This patch fixes that Used bit is set only to the head page.
Used bits for tail pages will be set at spliting if necessary.
Signed-off-by: KAMEZAWA Hiroyuki <kamezawa.hiroyu@jp.fujitsu.com>
---
include/linux/memcontrol.h | 4 ++
mm/huge_memory.c | 2 +
mm/memcontrol.c | 80 ++++++++++++++++++++++-----------------------
3 files changed, 46 insertions(+), 40 deletions(-)
Index: mmotm-0107/mm/memcontrol.c
===================================================================
--- mmotm-0107.orig/mm/memcontrol.c
+++ mmotm-0107/mm/memcontrol.c
@@ -2084,15 +2084,28 @@ struct mem_cgroup *try_get_mem_cgroup_fr
return mem;
}
-/*
- * commit a charge got by __mem_cgroup_try_charge() and makes page_cgroup to be
- * USED state.
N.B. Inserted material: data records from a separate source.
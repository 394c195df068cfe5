use std::fs;
use std::path::{Path, PathBuf};

use serde::{Deserialize, Serialize};

use crate::crypto::{
    AgreementError, DerivationContext, KeyError, PrivateKey, PublicKey, DEFAULT_SHARED_INFO,
};

pub const CONFIG_FILE_NAME: &str = "config.toml";

/// Top-level configuration file
///
/// ```toml
/// [agreement]
/// info = "example-message-encryption"
/// salt = ""
///
/// [keys]
/// private_key = "key.pem"
/// peer_public_key = "peer.pub.pem"
/// ```
#[derive(Debug, Clone, Default, PartialEq, Eq, Serialize, Deserialize)]
pub struct Config {
    #[serde(default)]
    pub agreement: AgreementConfig,
    #[serde(default)]
    pub keys: KeysConfig,
}

/// The agreed derivation context
#[derive(Debug, Clone, PartialEq, Eq, Serialize, Deserialize)]
pub struct AgreementConfig {
    /// HKDF info string, must not be empty
    #[serde(default = "default_info")]
    pub info: String,
    /// HKDF salt as UTF-8 text
    #[serde(default, skip_serializing_if = "Option::is_none")]
    pub salt: Option<String>,
    /// HKDF salt as hex, for salts that are not text
    #[serde(default, skip_serializing_if = "Option::is_none")]
    pub salt_hex: Option<String>,
}

fn default_info() -> String {
    String::from_utf8_lossy(DEFAULT_SHARED_INFO).into_owned()
}

impl Default for AgreementConfig {
    fn default() -> Self {
        Self {
            info: default_info(),
            salt: None,
            salt_hex: None,
        }
    }
}

impl AgreementConfig {
    /// Resolve the configured salt and info into a [`DerivationContext`]
    pub fn context(&self) -> Result<DerivationContext, ConfigError> {
        let salt = match (&self.salt, &self.salt_hex) {
            (Some(_), Some(_)) => {
                return Err(ConfigError::InvalidNonceOrSalt(
                    "only one of salt and salt_hex may be set".to_string(),
                ))
            }
            (Some(text), None) => text.as_bytes().to_vec(),
            (None, Some(hex_salt)) => hex::decode(hex_salt)
                .map_err(|e| ConfigError::InvalidNonceOrSalt(format!("salt_hex: {}", e)))?,
            (None, None) => Vec::new(),
        };
        if self.info.is_empty() {
            return Err(ConfigError::InvalidNonceOrSalt(
                "info must not be empty".to_string(),
            ));
        }
        Ok(DerivationContext::new(salt, self.info.as_bytes())?)
    }
}

/// Locations of PEM key files
///
/// Relative paths are resolved against the directory of the config file when
/// loaded with [`Config::load`].
#[derive(Debug, Clone, Default, PartialEq, Eq, Serialize, Deserialize)]
pub struct KeysConfig {
    #[serde(default, skip_serializing_if = "Option::is_none")]
    pub private_key: Option<PathBuf>,
    #[serde(default, skip_serializing_if = "Option::is_none")]
    pub peer_public_key: Option<PathBuf>,
}

impl Config {
    pub fn from_toml_str(s: &str) -> Result<Self, ConfigError> {
        Ok(toml::from_str(s)?)
    }

    pub fn to_toml_string(&self) -> Result<String, ConfigError> {
        Ok(toml::to_string_pretty(self)?)
    }

    /// Load a config file from disk
    pub fn load(path: impl AsRef<Path>) -> Result<Self, ConfigError> {
        let path = path.as_ref();
        let contents = fs::read_to_string(path)?;
        let mut config = Self::from_toml_str(&contents)?;

        if let Some(dir) = path.parent() {
            config.keys.private_key = config.keys.private_key.map(|p| dir.join(p));
            config.keys.peer_public_key = config.keys.peer_public_key.map(|p| dir.join(p));
        }
        tracing::debug!("loaded config from {}", path.display());
        Ok(config)
    }

    pub fn save(&self, path: impl AsRef<Path>) -> Result<(), ConfigError> {
        fs::write(path, self.to_toml_string()?)?;
        Ok(())
    }

    /// Read the configured private key from its PEM file
    pub fn load_private_key(&self) -> Result<PrivateKey, ConfigError> {
        let path = self
            .keys
            .private_key
            .as_ref()
            .ok_or(ConfigError::MissingKeyPath("private_key"))?;
        let pem = fs::read_to_string(path)?;
        Ok(PrivateKey::from_pem(&pem)?)
    }

    /// Read the configured peer public key from its PEM file
    pub fn load_peer_public_key(&self) -> Result<PublicKey, ConfigError> {
        let path = self
            .keys
            .peer_public_key
            .as_ref()
            .ok_or(ConfigError::MissingKeyPath("peer_public_key"))?;
        let pem = fs::read_to_string(path)?;
        Ok(PublicKey::from_pem(&pem)?)
    }
}

#[derive(Debug, thiserror::Error)]
pub enum ConfigError {
    #[error("invalid derivation parameters: {0}")]
    InvalidNonceOrSalt(String),

    #[error("derivation context error: {0}")]
    Agreement(#[from] AgreementError),

    #[error("no {0} path configured")]
    MissingKeyPath(&'static str),

    #[error("invalid key: {0}")]
    InvalidKey(#[from] KeyError),

    #[error("IO error: {0}")]
    Io(#[from] std::io::Error),

    #[error("TOML serialization error: {0}")]
    TomlSer(#[from] toml::ser::Error),

    #[error("TOML deserialization error: {0}")]
    TomlDe(#[from] toml::de::Error),
}
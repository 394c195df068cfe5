//! X25519 key agreement and session key derivation
//!
//! Two parties holding X25519 keys derive the same [`SessionKey`]:
//!
//! 1. **ECDH**: `shared = X25519(local_private, remote_public)`
//! 2. **Extract**: `prk = HKDF-SHA256-Extract(salt, shared)`
//! 3. **Expand**: `key = HKDF-SHA256-Expand(prk, info, 32)`
//!
//! `salt` and `info` are agreed out of band (see [`DerivationContext`]); they
//! are never transmitted or negotiated. Distinct `info` strings give unrelated
//! keys for the same pair of parties.

use hkdf::Hkdf;
use sha2::Sha256;
use x25519_dalek::{PublicKey as X25519PublicKey, StaticSecret};
use zeroize::Zeroizing;

use super::keys::{KeyAlgorithm, PrivateKey, PublicKey};
use super::secret::{SessionKey, SESSION_KEY_SIZE};

/// Info string used when callers have not agreed on their own
pub const DEFAULT_SHARED_INFO: &[u8] = b"curvebox-message-encryption";

#[derive(Debug, thiserror::Error)]
pub enum AgreementError {
    /// The peer's point is low-order or otherwise yields an all-zero secret
    #[error("peer public key produced a non-contributory shared secret")]
    InvalidPeerKey,
    #[error("key agreement requires X25519 keys, got {local} and {remote}")]
    UnsupportedKeyType {
        local: KeyAlgorithm,
        remote: KeyAlgorithm,
    },
    #[error("key derivation failed: {0}")]
    Derivation(String),
    #[error("invalid derivation context: {0}")]
    InvalidContext(String),
}

/// Derive a session key from our private key and the peer's public key
///
/// An empty `salt` behaves exactly like HKDF without a salt.
///
/// # Errors
///
/// - [`AgreementError::UnsupportedKeyType`] unless both keys are X25519
/// - [`AgreementError::InvalidPeerKey`] if the peer key is a low-order point
pub fn derive_session_key(
    local_private: &PrivateKey,
    remote_public: &PublicKey,
    salt: &[u8],
    info: &[u8],
) -> Result<SessionKey, AgreementError> {
    let (scalar, point) = match (local_private, remote_public) {
        (PrivateKey::X25519(scalar), PublicKey::X25519(point)) => (scalar, point),
        _ => {
            return Err(AgreementError::UnsupportedKeyType {
                local: local_private.algorithm(),
                remote: remote_public.algorithm(),
            })
        }
    };

    let secret = StaticSecret::from(*scalar);
    let shared = secret.diffie_hellman(&X25519PublicKey::from(*point));
    if !shared.was_contributory() {
        tracing::debug!("rejected non-contributory X25519 peer key");
        return Err(AgreementError::InvalidPeerKey);
    }

    let salt = if salt.is_empty() { None } else { Some(salt) };
    let hkdf = Hkdf::<Sha256>::new(salt, shared.as_bytes());
    let mut okm = Zeroizing::new([0u8; SESSION_KEY_SIZE]);
    hkdf.expand(info, &mut okm[..])
        .map_err(|e| AgreementError::Derivation(e.to_string()))?;

    tracing::trace!(
        "derived session key (salt {} bytes, info {} bytes)",
        salt.map_or(0, <[u8]>::len),
        info.len()
    );
    Ok(SessionKey::from(*okm))
}

/// The (salt, info) pair two parties agreed on for deriving session keys
#[derive(Debug, Clone, PartialEq, Eq)]
pub struct DerivationContext {
    salt: Vec<u8>,
    info: Vec<u8>,
}

impl Default for DerivationContext {
    fn default() -> Self {
        Self {
            salt: Vec::new(),
            info: DEFAULT_SHARED_INFO.to_vec(),
        }
    }
}

impl DerivationContext {
    /// Build a context; `info` must be non-empty, `salt` may be empty
    pub fn new(salt: impl Into<Vec<u8>>, info: impl Into<Vec<u8>>) -> Result<Self, AgreementError> {
        let info = info.into();
        if info.is_empty() {
            return Err(AgreementError::InvalidContext(
                "info must not be empty".to_string(),
            ));
        }
        Ok(Self {
            salt: salt.into(),
            info,
        })
    }

    pub fn salt(&self) -> &[u8] {
        &self.salt
    }

    pub fn info(&self) -> &[u8] {
        &self.info
    }

    /// Derive a session key under this context
    pub fn derive(
        &self,
        local_private: &PrivateKey,
        remote_public: &PublicKey,
    ) -> Result<SessionKey, AgreementError> {
        derive_session_key(local_private, remote_public, &self.salt, &self.info)
    }
}

#[cfg(test)]
mod test {
    use super::*;

    // RFC 7748 section 6.1
    const ALICE_PRIVATE: &str = "77076d0a7318a57d3c16c17251b26645df4c2f87ebc0992ab177fba51db92c2a";
    const BOB_PRIVATE: &str = "5dab087e624a8a4b79e17f8b83800ee66f3bb1292618b6fd1c2f8b27ff88e0eb";
    const SHARED: &str = "4a5d9d5ba4ce2de1728e3bf480350f25e07e21c947d19e3376f09b3c1e161742";

    fn x25519(hex_key: &str) -> PrivateKey {
        PrivateKey::from_bytes(KeyAlgorithm::X25519, &hex::decode(hex_key).unwrap()).unwrap()
    }

    fn expected_key(salt: Option<&[u8]>, info: &[u8]) -> [u8; SESSION_KEY_SIZE] {
        let shared = hex::decode(SHARED).unwrap();
        let mut okm = [0u8; SESSION_KEY_SIZE];
        Hkdf::<Sha256>::new(salt, &shared)
            .expand(info, &mut okm)
            .unwrap();
        okm
    }

    #[test]
    fn test_rfc7748_agreement_is_symmetric() {
        let alice = x25519(ALICE_PRIVATE);
        let bob = x25519(BOB_PRIVATE);
        let info = b"example-message-encryption";

        let ab = derive_session_key(&alice, &bob.public_key(), b"", info).unwrap();
        let ba = derive_session_key(&bob, &alice.public_key(), b"", info).unwrap();
        assert_eq!(ab, ba);
        assert_eq!(ab.bytes(), expected_key(None, info));
    }

    #[test]
    fn test_salt_is_applied() {
        let alice = x25519(ALICE_PRIVATE);
        let bob = x25519(BOB_PRIVATE);

        let key = derive_session_key(&alice, &bob.public_key(), b"salty", b"info").unwrap();
        assert_eq!(key.bytes(), expected_key(Some(&b"salty"[..]), b"info"));

        let unsalted = derive_session_key(&alice, &bob.public_key(), b"", b"info").unwrap();
        assert_ne!(key, unsalted);
    }

    #[test]
    fn test_domain_separation() {
        let alice = PrivateKey::generate(KeyAlgorithm::X25519).unwrap();
        let bob = PrivateKey::generate(KeyAlgorithm::X25519).unwrap();

        let one = derive_session_key(&alice, &bob.public_key(), b"", b"protocol-a").unwrap();
        let two = derive_session_key(&alice, &bob.public_key(), b"", b"protocol-b").unwrap();
        assert_ne!(one, two);
    }

    #[test]
    fn test_low_order_peer_key() {
        let alice = x25519(ALICE_PRIVATE);
        let mut identity = [0u8; 32];
        identity[0] = 1;
        for point in [[0u8; 32], identity] {
            let peer = PublicKey::from_bytes(KeyAlgorithm::X25519, &point).unwrap();
            assert!(matches!(
                derive_session_key(&alice, &peer, b"", b"info"),
                Err(AgreementError::InvalidPeerKey)
            ));
        }
    }

    #[test]
    fn test_signing_keys_cannot_agree() {
        let ed = PrivateKey::generate(KeyAlgorithm::Ed25519).unwrap();
        let x = PrivateKey::generate(KeyAlgorithm::X25519).unwrap();

        assert!(matches!(
            derive_session_key(&ed, &x.public_key(), b"", b"info"),
            Err(AgreementError::UnsupportedKeyType {
                local: KeyAlgorithm::Ed25519,
                remote: KeyAlgorithm::X25519,
            })
        ));
        assert!(matches!(
            derive_session_key(&x, &ed.public_key(), b"", b"info"),
            Err(AgreementError::UnsupportedKeyType { .. })
        ));
    }

    #[test]
    fn test_context() {
        assert!(matches!(
            DerivationContext::new(b"salt".to_vec(), Vec::<u8>::new()),
            Err(AgreementError::InvalidContext(_))
        ));

        let context = DerivationContext::new(Vec::<u8>::new(), b"example-message-encryption".to_vec())
            .unwrap();
        assert!(context.salt().is_empty());

        let alice = x25519(ALICE_PRIVATE);
        let bob = x25519(BOB_PRIVATE);
        let key = context.derive(&alice, &bob.public_key()).unwrap();
        assert_eq!(
            key.bytes(),
            expected_key(None, b"example-message-encryption")
        );

        assert_eq!(DerivationContext::default().info(), DEFAULT_SHARED_INFO);
    }
}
If already USED, uncharge and return.
- */
-static void ____mem_cgroup_commit_charge(struct mem_cgroup *mem,
- struct page_cgroup *pc,
- enum charge_type ctype)
+static void __mem_cgroup_commit_charge(struct mem_cgroup *mem,
+ struct page_cgroup *pc,
+ enum charge_type ctype,
+ int page_size)
{
- bool file = false;
+ int count = page_size >> PAGE_SHIFT;
+
+ /* try_charge() can return NULL to *memcg, taking care of it. */
+ if (!mem)
+ return;
+
+ lock_page_cgroup(pc);
+ if (unlikely(PageCgroupUsed(pc))) {
+ unlock_page_cgroup(pc);
+ mem_cgroup_cancel_charge(mem, page_size);
+ return;
+ }
+
+ /*
+ * we don't need page_cgroup_lock about tail pages, becase they are not
+ * accessed by any other context at this point.
+ */
pc->mem_cgroup = mem;
/*
* We access a page_cgroup asynchronously without lock_page_cgroup().
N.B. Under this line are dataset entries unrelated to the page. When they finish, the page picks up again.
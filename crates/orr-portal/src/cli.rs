//! Command-line front end for resolving a deployment's configuration.

use anyhow::Context;
use clap::{Parser, Subcommand, ValueEnum};
use log::{debug, info};
use orr_portal_config::{Resolution, ResolveOptions, ResolvedConfig, SchemaRegistry};
use std::io::Write;
use std::path::PathBuf;

/// Command-line options for `orr-portal-config`.
#[derive(Debug, Parser)]
#[command(name = "orr-portal-config", version, about = "Resolve ORR portal configuration")]
pub struct Cli {
    /// System-wide override file (defaults to /etc/orr-portal/local.config.js)
    #[arg(long, global = true, conflicts_with = "no_system")]
    pub system: Option<PathBuf>,
    /// Skip the system-wide override file
    #[arg(long, global = true)]
    pub no_system: bool,
    /// Skip local.config.js in the working directory
    #[arg(long, global = true)]
    pub no_cwd: bool,
    /// Working directory used for discovery and relative source paths
    #[arg(long, global = true)]
    pub cwd: Option<PathBuf>,
    #[command(subcommand)]
    pub command: Command,
}

#[derive(Debug, Subcommand)]
pub enum Command {
    /// Resolve and validate, then print every key with its value
    Check {
        /// Override sources applied last, in order
        sources: Vec<PathBuf>,
    },
    /// Resolve and print the config object served to the portal front end
    Render {
        #[arg(long, value_enum, default_value_t = RenderFormat::Json)]
        format: RenderFormat,
        /// Override sources applied last, in order
        sources: Vec<PathBuf>,
    },
}

#[derive(Debug, Clone, Copy, PartialEq, Eq, ValueEnum)]
pub enum RenderFormat {
    /// Pretty-printed JSON object
    Json,
    /// `var appConfig = {...};` script
    Script,
}

/// Run a parsed command, writing results to `out`.
pub fn run(cli: Cli, out: &mut impl Write) -> anyhow::Result<()> {
    let cwd = match cli.cwd {
        Some(cwd) => cwd,
        None => std::env::current_dir().context("failed to resolve current working directory")?,
    };
    let sources = match &cli.command {
        Command::Check { sources } | Command::Render { sources, .. } => sources.clone(),
    };

    let mut options = ResolveOptions::new(&cwd);
    if cli.no_system {
        options.system_config_path = None;
    } else if let Some(system) = cli.system {
        options.system_config_path = Some(system);
    }
    options.discover_cwd = !cli.no_cwd;
    for source in sources {
        options = options.with_runtime_path(source);
    }
    debug!(
        "resolving config (cwd={}, system_set={}, runtime_sources={})",
        cwd.display(),
        options.system_config_path.is_some(),
        options.runtime_paths.len()
    );

    let resolution =
        ResolvedConfig::load_layered_with_options(&SchemaRegistry::portal(), options)
            .context("failed to resolve portal configuration")?;
    info!(
        "portal config ready (layers={}, warnings={})",
        resolution.layers.len(),
        resolution.warnings.len()
    );

    match cli.command {
        Command::Check { .. } => write_summary(&resolution, out),
        Command::Render { format, .. } => write_rendered(&resolution.config, format, out),
    }
}

fn write_summary(resolution: &Resolution, out: &mut impl Write) -> anyhow::Result<()> {
    for layer in &resolution.layers {
        writeln!(out, "# layer {:?}: {}", layer.source, layer.path.display())?;
    }
    for warning in &resolution.warnings {
        writeln!(out, "# warning: {warning}")?;
    }
    for (key, value) in resolution.config.iter() {
        match value {
            Some(value) => writeln!(out, "{key} = {value}")?,
            None => writeln!(out, "{key} = <absent>")?,
        }
    }
    Ok(())
}

fn write_rendered(
    config: &ResolvedConfig,
    format: RenderFormat,
    out: &mut impl Write,
) -> anyhow::Result<()> {
    let json = serde_json::to_string_pretty(&config.to_app_config())
        .context("failed to encode app config")?;
    match format {
        RenderFormat::Json => writeln!(out, "{json}")?,
        RenderFormat::Script => writeln!(out, "var appConfig = {json};")?,
    }
    Ok(())
}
@@ -2107,7 +2120,6 @@ static void ____mem_cgroup_commit_charge
case MEM_CGROUP_CHARGE_TYPE_SHMEM:
SetPageCgroupCache(pc);
SetPageCgroupUsed(pc);
- file = true;
break;
case MEM_CGROUP_CHARGE_TYPE_MAPPED:
ClearPageCgroupCache(pc);
@@ -2117,34 +2129,7 @@ static void ____mem_cgroup_commit_charge
break;
}
- mem_cgroup_charge_statistics(mem, file, 1);
-}
-
-static void __mem_cgroup_commit_charge(struct mem_cgroup *mem,
- struct page_cgroup *pc,
- enum charge_type ctype,
- int page_size)
-{
- int i;
- int count = page_size >> PAGE_SHIFT;
-
- /* try_charge() can return NULL to *memcg, taking care of it. */
- if (!mem)
- return;
-
- lock_page_cgroup(pc);
- if (unlikely(PageCgroupUsed(pc))) {
- unlock_page_cgroup(pc);
- mem_cgroup_cancel_charge(mem, page_size);
- return;
- }
-
- /*
- * we don't need page_cgroup_lock about tail pages, becase they are not
- * accessed by any other context at this point.
- */
- for (i = 0; i < count; i++)
- ____mem_cgroup_commit_charge(mem, pc + i, ctype);
+ mem_cgroup_charge_statistics(mem, PageCgroupCache(pc), count);
unlock_page_cgroup(pc);
/*
@@ -2154,6 +2139,23 @@ static void __mem_cgroup_commit_charge(s
*/
memcg_check_events(mem, pc->page);
}
+#ifdef CONFIG_TRANSPARENT_HUGEPAGE
+/*
+ * Because tail pages are not mared as "used", set it. We're under
+ * compund_lock and don't need to take care of races.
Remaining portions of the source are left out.